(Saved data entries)
###

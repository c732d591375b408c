//! Descriptor retrieval over the kernel relay.
//!
//! A freshly created kernel is only reachable through the server's
//! WebSocket relay. We run a short program inside the kernel that finds its
//! own connection file and prints it, then parse the printed JSON.

use std::time::Duration;

use ji_domain::config::{ControlPlaneConfig, SessionsConfig};
use ji_domain::error::{Error, Result};
use ji_protocol::ConnectionDescriptor;

use crate::channel::{run_program, ExecutionChannel};
use crate::relay::{relay_url, RelayChannel};

/// Printed by the locate program when no connection file exists.
pub const NOT_FOUND_MARKER: &str = "ERROR: Connection file not found in any of the expected locations";

#[derive(Debug, Clone)]
pub struct Bootstrapper {
    base_url: String,
    token: Option<String>,
    recv_timeout: Duration,
}

impl Bootstrapper {
    pub fn new(base_url: impl Into<String>, token: Option<String>, recv_timeout: Duration) -> Self {
        Self {
            base_url: base_url.into(),
            token,
            recv_timeout,
        }
    }

    pub fn from_config(control: &ControlPlaneConfig, sessions: &SessionsConfig) -> Self {
        Self::new(
            control.base_url.clone(),
            control.resolve_token(),
            Duration::from_millis(sessions.bootstrap_recv_timeout_ms),
        )
    }

    pub fn relay_url(&self, kernel_id: &str) -> Result<String> {
        relay_url(&self.base_url, kernel_id, self.token.as_deref())
    }

    /// Open the relay to `kernel_id`.
    pub async fn open_relay(&self, kernel_id: &str) -> Result<RelayChannel> {
        RelayChannel::open(&self.relay_url(kernel_id)?).await
    }

    /// Open a relay, fetch the descriptor, close the relay.
    pub async fn fetch_descriptor(&self, kernel_id: &str) -> Result<ConnectionDescriptor> {
        let mut relay = self.open_relay(kernel_id).await?;
        let result = self.run_once(&mut relay, kernel_id).await;
        relay.close().await;
        result
    }

    /// Run the locate program on an already-open channel and parse its
    /// output.
    pub async fn run_once(
        &self,
        channel: &mut dyn ExecutionChannel,
        kernel_id: &str,
    ) -> Result<ConnectionDescriptor> {
        let output = run_program(channel, &locate_program(kernel_id), self.recv_timeout)
            .await
            .map_err(|e| match e {
                Error::Execution(msg) => {
                    Error::Connection(format!("failed to retrieve connection info: {msg}"))
                }
                other => other,
            })?;

        let line = output.trim();
        if line.starts_with(NOT_FOUND_MARKER) {
            return Err(Error::Connection(format!(
                "no connection file for kernel {kernel_id}"
            )));
        }

        ConnectionDescriptor::parse(line)
    }
}

/// Python executed inside the kernel. Prefers the path ipykernel reports,
/// then the well-known runtime locations.
pub fn locate_program(kernel_id: &str) -> String {
    let candidates = [
        format!("~/.local/share/jupyter/runtime/kernel-{kernel_id}.json"),
        format!("/run/user/1000/jupyter/kernel-{kernel_id}.json"),
        format!("/tmp/kernel-{kernel_id}.json"),
    ];
    let candidates = serde_json::to_string(&candidates).unwrap_or_else(|_| "[]".into());

    format!(
        r#"def _ji_locate():
    import json, os
    paths = []
    try:
        import ipykernel
        paths.append(ipykernel.get_connection_file())
    except Exception:
        pass
    paths.extend({candidates})
    for path in paths:
        path = os.path.expanduser(path)
        if os.path.exists(path):
            with open(path) as f:
                print(json.dumps(json.load(f)))
            return
    print({marker})
_ji_locate()
del _ji_locate
"#,
        marker = serde_json::Value::String(NOT_FOUND_MARKER.into()),
    )
}

#[cfg(test)]
mod tests {
    use super::*;
    use crate::channel::testing::{reply, ScriptedChannel};
    use serde_json::json;

    fn bootstrapper() -> Bootstrapper {
        Bootstrapper::new("http://localhost:8888", None, Duration::from_secs(1))
    }

    fn printing(text: &'static str) -> ScriptedChannel {
        ScriptedChannel::new(Box::new(move |req| {
            vec![
                reply(req, "status", json!({"execution_state": "busy"})),
                reply(req, "stream", json!({"name": "stdout", "text": text})),
                reply(req, "status", json!({"execution_state": "idle"})),
            ]
        }))
    }

    #[test]
    fn program_names_kernel_paths() {
        let code = locate_program("abc-123");
        assert!(code.contains("/tmp/kernel-abc-123.json"));
        assert!(code.contains("~/.local/share/jupyter/runtime/kernel-abc-123.json"));
        assert!(code.contains("ipykernel.get_connection_file()"));
        assert!(code.contains(NOT_FOUND_MARKER));
    }

    #[tokio::test]
    async fn parses_printed_descriptor() {
        let mut ch = printing(
            "{\"shell_port\": 1, \"iopub_port\": 2, \"stdin_port\": 3, \"control_port\": 4, \
             \"hb_port\": 5, \"ip\": \"127.0.0.1\", \"key\": \"k\", \"transport\": \"tcp\", \
             \"signature_scheme\": \"hmac-sha256\"}\n",
        );
        let d = bootstrapper().run_once(&mut ch, "k1").await.unwrap();
        assert_eq!(d.shell_port, 1);
        assert_eq!(d.auth_key, "k");
    }

    #[tokio::test]
    async fn missing_file_is_connection_error() {
        let mut ch = printing("ERROR: Connection file not found in any of the expected locations\n");
        let err = bootstrapper().run_once(&mut ch, "k1").await.unwrap_err();
        assert!(matches!(err, Error::Connection(_)));
    }

    #[tokio::test]
    async fn kernel_error_becomes_connection_error() {
        let mut ch = ScriptedChannel::new(Box::new(|req| {
            vec![
                reply(req, "error", json!({"ename": "PermissionError", "evalue": "denied"})),
                reply(req, "status", json!({"execution_state": "idle"})),
            ]
        }));
        let err = bootstrapper().run_once(&mut ch, "k1").await.unwrap_err();
        match err {
            Error::Connection(msg) => assert!(msg.contains("PermissionError")),
            other => panic!("unexpected {other:?}"),
        }
    }
}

###

**Instructions to follow:** Copy out each line of the entries where the word "await" is found.

**Result:**
        RelayChannel::open(&self.relay_url(kernel_id)?).await
        let mut relay = self.open_relay(kernel_id).await?;
        let result = self.run_once(&mut relay, kernel_id).await;
        relay.close().await;
            .await
        let d = bootstrapper().run_once(&mut ch, "k1").await.unwrap();
        let err = bootstrapper().run_once(&mut ch, "k1").await.unwrap_err();
        let err = bootstrapper().run_once(&mut ch, "k1").await.unwrap_err();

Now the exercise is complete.